-------- Listed records --------

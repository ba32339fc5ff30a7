//! Backend registry: the named completion services a plan can target.

use serde::{Deserialize, Serialize};
use std::collections::BTreeMap;
use std::path::Path;

/// Errors raised while building or loading a registry.
#[derive(Debug, thiserror::Error)]
pub enum RegistryError {
    /// I/O error
    #[error("I/O error: {0}")]
    Io(#[from] std::io::Error),

    /// Registry file is not valid JSON
    #[error("JSON error: {0}")]
    Json(#[from] serde_json::Error),

    /// Two backends share a name
    #[error("duplicate backend: {0}")]
    Duplicate(String),

    /// Backend entry is unusable
    #[error("invalid backend '{name}': {reason}")]
    Invalid {
        /// Backend name
        name: String,
        /// What is wrong with it
        reason: String,
    },
}

/// A named remote completion service.
#[derive(Debug, Clone, PartialEq, Serialize, Deserialize)]
pub struct Backend {
    /// Unique name, referenced by plan steps
    pub name: String,

    /// Base URL of the OpenAI-compatible API, e.g. `http://llama-service:8000/v1`
    pub address: String,

    /// Model identifier sent with each request
    pub model: String,

    /// What this backend is good at (shown to the reasoning backend)
    pub specialization: String,

    /// Relative cost used for prioritization
    #[serde(default)]
    pub cost_weight: f64,
}

impl Backend {
    /// Create a backend with zero cost weight.
    pub fn new(
        name: impl Into<String>,
        address: impl Into<String>,
        model: impl Into<String>,
        specialization: impl Into<String>,
    ) -> Self {
        Self {
            name: name.into(),
            address: address.into(),
            model: model.into(),
            specialization: specialization.into(),
            cost_weight: 0.0,
        }
    }

    /// Endpoint for chat-style completions.
    pub fn chat_completions_url(&self) -> String {
        format!("{}/chat/completions", self.address.trim_end_matches('/'))
    }

    fn check(&self) -> Result<(), RegistryError> {
        let invalid = |reason: &str| RegistryError::Invalid {
            name: self.name.clone(),
            reason: reason.to_string(),
        };

        if self.name.trim().is_empty() {
            return Err(invalid("empty name"));
        }
        if !(self.address.starts_with("http://") || self.address.starts_with("https://")) {
            return Err(invalid("address must be an http(s) URL"));
        }
        if self.model.trim().is_empty() {
            return Err(invalid("empty model"));
        }
        Ok(())
    }
}

/// Immutable mapping of backend name to backend.
///
/// Loaded once at process start and shared read-only.
#[derive(Debug, Clone, Default, Serialize)]
pub struct BackendRegistry {
    backends: BTreeMap<String, Backend>,
}

impl BackendRegistry {
    /// Build a registry, rejecting duplicate or malformed entries.
    pub fn from_backends(backends: impl IntoIterator<Item = Backend>) -> Result<Self, RegistryError> {
        let mut map = BTreeMap::new();
        for backend in backends {
            backend.check()?;
            if map.contains_key(&backend.name) {
                return Err(RegistryError::Duplicate(backend.name));
            }
            map.insert(backend.name.clone(), backend);
        }
        Ok(Self { backends: map })
    }

    /// Load a registry from a JSON array of backends.
    pub fn load(path: impl AsRef<Path>) -> Result<Self, RegistryError> {
        let content = std::fs::read_to_string(path)?;
        Self::from_json(&content)
    }

    /// Parse a registry from a JSON array of backends.
    pub fn from_json(content: &str) -> Result<Self, RegistryError> {
        let backends: Vec<Backend> = serde_json::from_str(content)?;
        Self::from_backends(backends)
    }

    /// The development defaults: one planner and three workers.
    pub fn builtin() -> Self {
        let backends = [
            Backend::new("orchestrator", "http://orchestrator-service:8000/v1", "mistral-small", "planning"),
            Backend::new("mistral-large", "http://mistral-large-service:8000/v1", "mistral-large", "complex_generation"),
            Backend::new("deepseek-r1", "http://deepseek-service:8000/v1", "deepseek-r1", "technical_validation"),
            Backend::new("llama-3-3", "http://llama-service:8000/v1", "llama-3.3", "synthesis"),
        ];

        Self {
            backends: backends.into_iter().map(|b| (b.name.clone(), b)).collect(),
        }
    }

    /// Look up a backend by name.
    pub fn get(&self, name: &str) -> Option<&Backend> {
        self.backends.get(name)
    }

    /// Whether a backend with this name exists.
    pub fn contains(&self, name: &str) -> bool {
        self.backends.contains_key(name)
    }

    /// Backend names in sorted order.
    pub fn names(&self) -> impl Iterator<Item = &str> {
        self.backends.keys().map(String::as_str)
    }

    /// All backends in name order.
    pub fn iter(&self) -> impl Iterator<Item = &Backend> {
        self.backends.values()
    }

    /// Number of backends.
    pub fn len(&self) -> usize {
        self.backends.len()
    }

    /// Whether the registry is empty.
    pub fn is_empty(&self) -> bool {
        self.backends.is_empty()
    }
}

--------

◆ **Task goal**
Find each line holding the string "BackendRegistry" in the listing above, then copy it.

◆ **Your response**
pub struct BackendRegistry {
impl BackendRegistry {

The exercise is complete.